There are also examples of retrodictions, things that are not strictly predictions, but make sense only in the light of evolution. These include:
- The appearance in embryos of ancestral features not present in the organism itself. Examples include hindlimb buds on embryo dolphins, and body hair and tail on human embryos.
- The presence of vestigial organs, such as hindlimb and pelvis bones in the grey whale, unconnected to the rest of the skeleton.
- The presence of “dead” (identifiable but non-functioning) genes corresponding to capacities present in ancestors but now lost, including, in humans, genes involved in vitamin C synthesis and some of those involved in the development of olfactory receptors. Human embryos at four weeks include a yolk sac, and humans have dead genes for yolk production.

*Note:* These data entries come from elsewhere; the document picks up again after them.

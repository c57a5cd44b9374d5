use serde::{Deserialize, Serialize};
use std::cmp::PartialEq;
use std::fmt;

/// Native installer convention used by a catalog entry.
#[derive(Debug, Clone, Copy, Serialize, Deserialize, PartialEq, Eq, Hash)]
pub enum InstallerKind {
    /// MSI packages, driven through the system installer service.
    #[serde(rename = "legacy", alias = "cpython_msi")]
    Legacy,
    /// Self-contained installer executables.
    #[serde(rename = "modern", alias = "cpython")]
    Modern,
}

impl fmt::Display for InstallerKind {
    fn fmt(&self, f: &mut fmt::Formatter<'_>) -> fmt::Result {
        match self {
            InstallerKind::Legacy => write!(f, "legacy"),
            InstallerKind::Modern => write!(f, "modern"),
        }
    }
}

#[derive(Debug, Clone, Serialize, Deserialize, PartialEq, Eq, Default)]
pub struct DeclaredCommands {
    #[serde(default)]
    pub interpreter: Vec<String>,
    #[serde(default)]
    pub package_manager: Vec<String>,
}

/// On-disk shape of a catalog entry. The name comes from the file stem.
#[derive(Debug, Clone, Serialize, Deserialize, PartialEq, Eq)]
pub struct VersionRecord {
    pub installer_kind: InstallerKind,
    pub url: String,
    pub checksum: String,
    pub version_info: Vec<u32>,
    #[serde(default)]
    pub commands: DeclaredCommands,
}

#[derive(Debug, Clone, PartialEq, Eq)]
pub struct VersionDescriptor {
    pub name: String,
    pub url: String,
    pub checksum: String,
    pub version_info: Vec<u32>,
    pub installer_kind: InstallerKind,
    pub commands: DeclaredCommands,
}

impl VersionDescriptor {
    pub fn from_record(name: &str, record: VersionRecord) -> Self {
        Self {
            name: name.to_string(),
            url: record.url,
            checksum: record.checksum,
            version_info: record.version_info,
            installer_kind: record.installer_kind,
            commands: record.commands,
        }
    }

    pub fn major_version(&self) -> u32 {
        self.version_info.first().copied().unwrap_or(0)
    }

    fn major_minor(&self) -> String {
        let minor = self.version_info.get(1).copied().unwrap_or(0);
        format!("{}.{}", self.major_version(), minor)
    }

    pub fn is_32bit(&self) -> bool {
        self.name.ends_with("-32")
    }

    /// Interpreter commands pinned to this version, e.g. `python3.6`.
    pub fn interpreter_commands(&self) -> Vec<String> {
        if self.commands.interpreter.is_empty() {
            vec![format!("python{}", self.major_minor())]
        } else {
            self.commands.interpreter.clone()
        }
    }

    /// Package-manager commands pinned to this version, e.g. `pip3.6`.
    pub fn package_manager_commands(&self) -> Vec<String> {
        if self.commands.package_manager.is_empty() {
            vec![format!("pip{}", self.major_minor())]
        } else {
            self.commands.package_manager.clone()
        }
    }
}

impl fmt::Display for VersionDescriptor {
    fn fmt(&self, f: &mut fmt::Formatter<'_>) -> fmt::Result {
        write!(f, "Python {}", self.name)
    }
}

#[derive(Debug, Clone, Serialize, Deserialize, PartialEq, Eq)]
pub struct Settings {
    #[serde(default = "default_install_root")]
    pub install_root: String,
    #[serde(default = "default_scripts_dir")]
    pub scripts_dir: String,
    #[serde(default = "default_commands_dir")]
    pub commands_dir: String,
    #[serde(default = "default_catalog_dir")]
    pub catalog_dir: String,
    #[serde(default = "default_dispatcher_path")]
    pub dispatcher_path: String,
    #[serde(default)]
    pub force_32bit: bool,
}

fn app_dir() -> std::path::PathBuf {
    dirs::data_local_dir()
        .unwrap_or_else(|| std::path::PathBuf::from("."))
        .join("pythonup")
}

fn default_install_root() -> String {
    dirs::data_local_dir()
        .unwrap_or_else(|| std::path::PathBuf::from("."))
        .to_string_lossy()
        .to_string()
}
fn default_scripts_dir() -> String {
    app_dir().join("scripts").to_string_lossy().to_string()
}
fn default_commands_dir() -> String {
    app_dir().join("cmd").to_string_lossy().to_string()
}
fn default_catalog_dir() -> String {
    app_dir().join("versions").to_string_lossy().to_string()
}
fn default_dispatcher_path() -> String {
    app_dir()
        .join("lib")
        .join(format!("shim{}", std::env::consts::EXE_SUFFIX))
        .to_string_lossy()
        .to_string()
}

impl Default for Settings {
    fn default() -> Self {
        Self {
            install_root: default_install_root(),
            scripts_dir: default_scripts_dir(),
            commands_dir: default_commands_dir(),
            catalog_dir: default_catalog_dir(),
            dispatcher_path: default_dispatcher_path(),
            force_32bit: false,
        }
    }
}

#[derive(Debug, Clone, PartialEq, Eq)]
pub struct HostInfo {
    pub os: String,
    pub arch: String,
    pub can_execute_64bit: bool,
}

impl fmt::Display for HostInfo {
    fn fmt(&self, f: &mut fmt::Formatter<'_>) -> fmt::Result {
        let bits = if self.can_execute_64bit { "64-bit" } else { "32-bit" };
        write!(f, "{}/{}, {}", self.os, self.arch, bits)
    }
}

- Biogeography, including in particular the difference between continental islands, whose fauna relate to that of the landmass to which they were once joined, and oceanic islands, whose endemic fauna are restricted to species such as birds and insects capable of migrating across the open ocean, although other species can flourish and even become plague species when introduced by humans. This is an argument that the creationists have not even attempted to answer.
- Bad design, as evolution is constrained by its past.
One significant prediction is that we should be able, to the extent that our short observation time permits, to see evolution in action, and this is what happens.
The question of the origin of new information came up in questioning. Jerry gave as an example what happens after gene duplication; the two copies can become selected for different functions, as in the variations of haem proteins. (My own favourite example is the duplication and reduplication giving rise to Photosystems I and II, each of which contain two distinct but related subsystems.)
If evolution is a scientific theory, it must be open to falsification. (Here Jerry follows Popper, whose views I think are now regarded as too simple. Theories of merit are generally modified, or subsumed within larger theories, rather than being simply rejected in the face of counterexamples. I would argue that the theory of evolution has been modified, to include such factors as neutral drift, much as atomic theory has been modified to take account of transmutation, but that such modifications are in no way a sign of weakness.) Possible falsifiers include:
- Fossils in the wrong place.
- Adaptations within a species that benefited only some other species, or, more generally, that conveyed no advantage to their possessors or their relatives, or that could not be achieved step-by-step.
- Absence of genetic variation.
Again, I see room for fruitful disagreement, in particular about what would falsify, and what would merely require minor tinkering. A number of questions come to mind. Would group selection require rejection of the theory, as I think Jerry was close to suggesting?